Die Revision der OHG ist begründet. Sie führt zur Aufhebung des Urteils und zur Zurückverweisung an das Finanzgericht zur anderweitigen Verhandlung und Entscheidung. Das Finanzgericht hat es rechtsfehlerhaft unterlassen festzustellen, ob die Schuldzinsen, deren vollständigen Abzug die OHG begehrt, überhaupt betrieblich veranlasst sind. Zudem fehlen nachvollziehbare Feststellungen dazu, ob es in den Streitjahren überhaupt zu Überentnahmen gekommen ist.

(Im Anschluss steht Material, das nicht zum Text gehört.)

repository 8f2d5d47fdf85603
//! # audio-reactive-core
//!
//! Platform-agnostic audio analysis core.
//!
//! Turns a live mono PCM stream into the signals audio-reactive effects sample
//! every frame: a smoothed 0..1 level, an N-band log-frequency spectrum,
//! bass/mid/treble aggregates, a spectral-onset strength and a 256-bin
//! visualizer spectrum. Platform backends (Windows WASAPI) implement the
//! `CaptureBackend` trait and plug into the generic `AudioAnalysisSession`.
//!
//! ## Architecture
//!
//! ```text
//! audio-reactive-core (this crate)
//! ├── traits/      ← CaptureBackend, PacketSink, LevelListener
//! ├── models/      ← CaptureError, EndpointDescriptor, StreamFormat, AnalysisSettings, etc.
//! ├── processing/  ← packet downmix, auto-level, rolling sample buffer
//! ├── analysis/    ← FFT, log bands, onset, visualizer, SpectrumAnalyzer
//! ├── session/     ← AudioAnalysisSession (generic orchestrator), SignalReader
//! └── providers/   ← ToneCapture (synthetic backend)
//! ```

pub mod analysis;
pub mod models;
pub mod processing;
pub mod providers;
pub mod session;
pub mod traits;

// Re-export key types at crate root for convenience.
pub use analysis::spectrum::SpectrumAnalyzer;
pub use analysis::visualizer::VISUALIZER_BINS;
pub use models::audio_models::{ChannelDiagnostics, EndpointDescriptor, SampleEncoding, SpectrumSnapshot, StreamFormat};
pub use models::config::AnalysisSettings;
pub use models::error::CaptureError;
pub use processing::auto_level::AutoLevel;
pub use providers::tone::{ToneCapture, ToneSettings};
pub use session::manager::AudioAnalysisSession;
pub use session::reader::SignalReader;
pub use traits::capture_delegate::LevelListener;
pub use traits::capture_provider::{CaptureBackend, PacketSink};
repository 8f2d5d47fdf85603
//! Synthetic capture backend.
//!
//! Generates an interleaved float sine on a dedicated thread and pushes it
//! through the same packet normalization a hardware backend uses. Useful on
//! hosts without a platform backend and for exercising the threaded pipeline
//! in tests.

use std::f64::consts::TAU;
use std::sync::atomic::{AtomicBool, Ordering};
use std::sync::Arc;
use std::thread;
use std::time::{Duration, Instant};

use log::{error, info};
use parking_lot::Mutex;

use crate::models::audio_models::{EndpointDescriptor, SampleEncoding, StreamFormat};
use crate::models::error::CaptureError;
use crate::processing::pcm;
use crate::traits::capture_provider::{CaptureBackend, PacketSink};

/// Endpoint id reported by [`ToneCapture::enumerate`].
pub const TONE_ENDPOINT_ID: &str = "synthetic-tone";

/// Generation parameters, fixed when the capture thread starts.
#[derive(Debug, Clone, PartialEq)]
pub struct ToneSettings {
    pub frequency_hz: f64,
    pub amplitude: f32,
    pub sample_rate: u32,
    pub channels: u16,
    pub packet_duration: Duration,
    /// Sleep between packets so output runs at wall-clock rate.
    pub paced: bool,
    /// Stop on its own after this many packets.
    pub packet_limit: Option<usize>,
}

impl Default for ToneSettings {
    fn default() -> Self {
        Self {
            frequency_hz: 440.0,
            amplitude: 0.5,
            sample_rate: 48_000,
            channels: 2,
            packet_duration: Duration::from_millis(10),
            paced: true,
            packet_limit: None,
        }
    }
}

/// Sine generator implementing [`CaptureBackend`].
pub struct ToneCapture {
    settings: ToneSettings,
    running: Arc<AtomicBool>,
    capture_handle: Mutex<Option<thread::JoinHandle<()>>>,
}

impl ToneCapture {
    pub fn new(frequency_hz: f64) -> Self {
        Self::with_settings(ToneSettings {
            frequency_hz,
            ..Default::default()
        })
    }

    pub fn with_settings(settings: ToneSettings) -> Self {
        Self {
            settings,
            running: Arc::new(AtomicBool::new(false)),
            capture_handle: Mutex::new(None),
        }
    }

    pub fn settings(&self) -> &ToneSettings {
        &self.settings
    }

    pub fn endpoint(&self) -> EndpointDescriptor {
        EndpointDescriptor::new(
            TONE_ENDPOINT_ID,
            format!("Test Tone ({:.0} Hz)", self.settings.frequency_hz),
            false,
        )
    }
}

impl CaptureBackend for ToneCapture {
    fn enumerate(&mut self) -> Result<Vec<EndpointDescriptor>, CaptureError> {
        Ok(vec![self.endpoint()])
    }

    fn start(&mut self, endpoint: &EndpointDescriptor, sink: Arc<dyn PacketSink>) -> Result<(), CaptureError> {
        if self.running.load(Ordering::SeqCst) {
            return Err(CaptureError::AlreadyRunning);
        }
        // A previous run may have ended on its own; reap it first.
        self.stop();

        if self.settings.sample_rate == 0 || self.settings.channels == 0 {
            return Err(CaptureError::UnsupportedFormat(format!(
                "{} Hz, {} channels",
                self.settings.sample_rate, self.settings.channels
            )));
        }

        info!("starting tone capture on '{}'", endpoint.name);
        self.running.store(true, Ordering::SeqCst);
        let running = Arc::clone(&self.running);
        let settings = self.settings.clone();

        let handle = thread::Builder::new()
            .name("tone-capture".into())
            .spawn(move || {
                if let Err(e) = tone_loop(&running, &settings, sink.as_ref()) {
                    error!("tone capture error: {}", e);
                }
                running.store(false, Ordering::SeqCst);
            })
            .map_err(|e| {
                self.running.store(false, Ordering::SeqCst);
                CaptureError::ThreadSpawn(e.to_string())
            })?;

        *self.capture_handle.lock() = Some(handle);
        Ok(())
    }

    fn stop(&mut self) {
        self.running.store(false, Ordering::SeqCst);
        if let Some(handle) = self.capture_handle.lock().take() {
            let _ = handle.join();
        }
    }

    fn is_running(&self) -> bool {
        self.running.load(Ordering::SeqCst)
    }
}

impl Drop for ToneCapture {
    fn drop(&mut self) {
        self.stop();
    }
}

fn tone_loop(running: &AtomicBool, settings: &ToneSettings, sink: &dyn PacketSink) -> Result<(), CaptureError> {
    let format = StreamFormat::new(settings.sample_rate, settings.channels, SampleEncoding::Float32);
    let frames = ((settings.sample_rate as f64 * settings.packet_duration.as_secs_f64()).round() as usize).max(1);
    let channels = settings.channels as usize;
    let step = TAU * settings.frequency_hz / settings.sample_rate as f64;

    sink.on_format(&format);

    let mut phase = 0.0f64;
    let mut bytes = Vec::with_capacity(frames * format.block_align());
    let mut delivered = 0usize;
    let mut next_deadline = Instant::now();

    while running.load(Ordering::SeqCst) {
        if settings.packet_limit.is_some_and(|limit| delivered >= limit) {
            break;
        }

        bytes.clear();
        for _ in 0..frames {
            let value = (settings.amplitude as f64 * phase.sin()) as f32;
            for _ in 0..channels {
                bytes.extend_from_slice(&value.to_le_bytes());
            }
            phase = (phase + step) % TAU;
        }

        let packet = pcm::downmix_packet(&bytes, &format);
        sink.on_packet(&packet.mono, &packet.channel_levels);
        delivered += 1;

        if settings.paced {
            next_deadline += settings.packet_duration;
            let now = Instant::now();
            if next_deadline > now {
                thread::sleep(next_deadline - now);
            } else {
                next_deadline = now;
            }
        }
    }

    Ok(())
}

#[cfg(test)]
mod tests {
    use super::*;
    use std::sync::atomic::AtomicUsize;

    #[derive(Default)]
    struct CountingSink {
        formats: AtomicUsize,
        packets: AtomicUsize,
        samples: AtomicUsize,
        peak: Mutex<i16>,
    }

    impl PacketSink for CountingSink {
        fn on_format(&self, format: &StreamFormat) {
            assert_eq!(format.encoding, SampleEncoding::Float32);
            self.formats.fetch_add(1, Ordering::SeqCst);
        }

        fn on_packet(&self, mono: &[i16], channel_levels: &[f32]) {
            assert_eq!(channel_levels.len(), 2);
            self.packets.fetch_add(1, Ordering::SeqCst);
            self.samples.fetch_add(mono.len(), Ordering::SeqCst);
            let mut peak = self.peak.lock();
            *peak = mono.iter().map(|s| s.saturating_abs()).fold(*peak, i16::max);
        }
    }

    fn limited(packets: usize) -> ToneCapture {
        ToneCapture::with_settings(ToneSettings {
            paced: false,
            packet_limit: Some(packets),
            ..Default::default()
        })
    }

    #[test]
    fn delivers_format_then_packets() {
        let mut tone = limited(5);
        let sink = Arc::new(CountingSink::default());
        let endpoint = tone.endpoint();

        tone.start(&endpoint, sink.clone()).unwrap();
        // Packet limit ends the thread; stop() joins it.
        tone.stop();

        assert_eq!(sink.formats.load(Ordering::SeqCst), 1);
        assert_eq!(sink.packets.load(Ordering::SeqCst), 5);
        assert_eq!(sink.samples.load(Ordering::SeqCst), 5 * 480);
        // amplitude 0.5 -> about half scale
        let peak = *sink.peak.lock();
        assert!(peak > 15_000 && peak < 17_000, "peak = {peak}");
        assert!(!tone.is_running());
    }

    #[test]
    fn stop_is_idempotent() {
        let mut tone = ToneCapture::new(1000.0);
        tone.stop();
        tone.stop();
        assert!(!tone.is_running());

        let sink = Arc::new(CountingSink::default());
        tone.start(&tone.endpoint(), sink).unwrap();
        assert!(tone.is_running());
        tone.stop();
        tone.stop();
        assert!(!tone.is_running());
    }

    #[test]
    fn second_start_is_rejected_while_running() {
        let mut tone = ToneCapture::new(1000.0);
        let sink = Arc::new(CountingSink::default());
        let endpoint = tone.endpoint();
        tone.start(&endpoint, sink.clone()).unwrap();
        assert_eq!(tone.start(&endpoint, sink), Err(CaptureError::AlreadyRunning));
        tone.stop();
    }

    #[test]
    fn empty_format_is_rejected() {
        let mut tone = ToneCapture::with_settings(ToneSettings {
            channels: 0,
            ..Default::default()
        });
        let sink = Arc::new(CountingSink::default());
        let result = tone.start(&tone.endpoint(), sink.clone());

        assert!(matches!(result, Err(CaptureError::UnsupportedFormat(_))));
        assert!(!tone.is_running());
        assert_eq!(sink.formats.load(Ordering::SeqCst), 0);
    }

    #[test]
    fn enumerate_lists_one_input() {
        let mut tone = ToneCapture::new(440.0);
        let endpoints = tone.enumerate().unwrap();
        assert_eq!(endpoints.len(), 1);
        assert_eq!(endpoints[0].id, TONE_ENDPOINT_ID);
        assert!(!endpoints[0].is_loopback);
        assert_eq!(endpoints[0].name, "Test Tone (440 Hz)");
    }
}
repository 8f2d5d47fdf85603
pub mod auto_level;
pub mod pcm;
pub mod sample_buffer;
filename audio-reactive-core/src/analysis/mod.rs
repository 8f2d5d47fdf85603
pub mod bands;
pub mod fft;
pub mod onset;
pub mod spectrum;
pub mod visualizer;
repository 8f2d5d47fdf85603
pub mod capture_delegate;
pub mod capture_provider;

Durch die Zurückverweisung erhalten außerdem alle Beteiligten die Gelegenheit, sich zu dem zwischenzeitlich ergangenen Beschluss des BVerfG bezüglich der Vollverzinsung von Steuernachforderungen zu äußern, auf die sich die OHG zur Begründung ihrer Revision bezogen hat. Das BVerfG hat die Vollverzinsung mit 0,5% monatlich erst ab dem 1.1.2014 als mit dem Gleichheitssatz unvereinbar festgestellt. Zudem hat es die Weitergeltung der Regelung der Verzinsung bis zum 31.12.2018 angeordnet. Fraglich ist auch, ob diese Regelung sich überhaupt auf die Einschränkung des Schuldzinsenabzugs bei Überentnahmen übertragen lässt.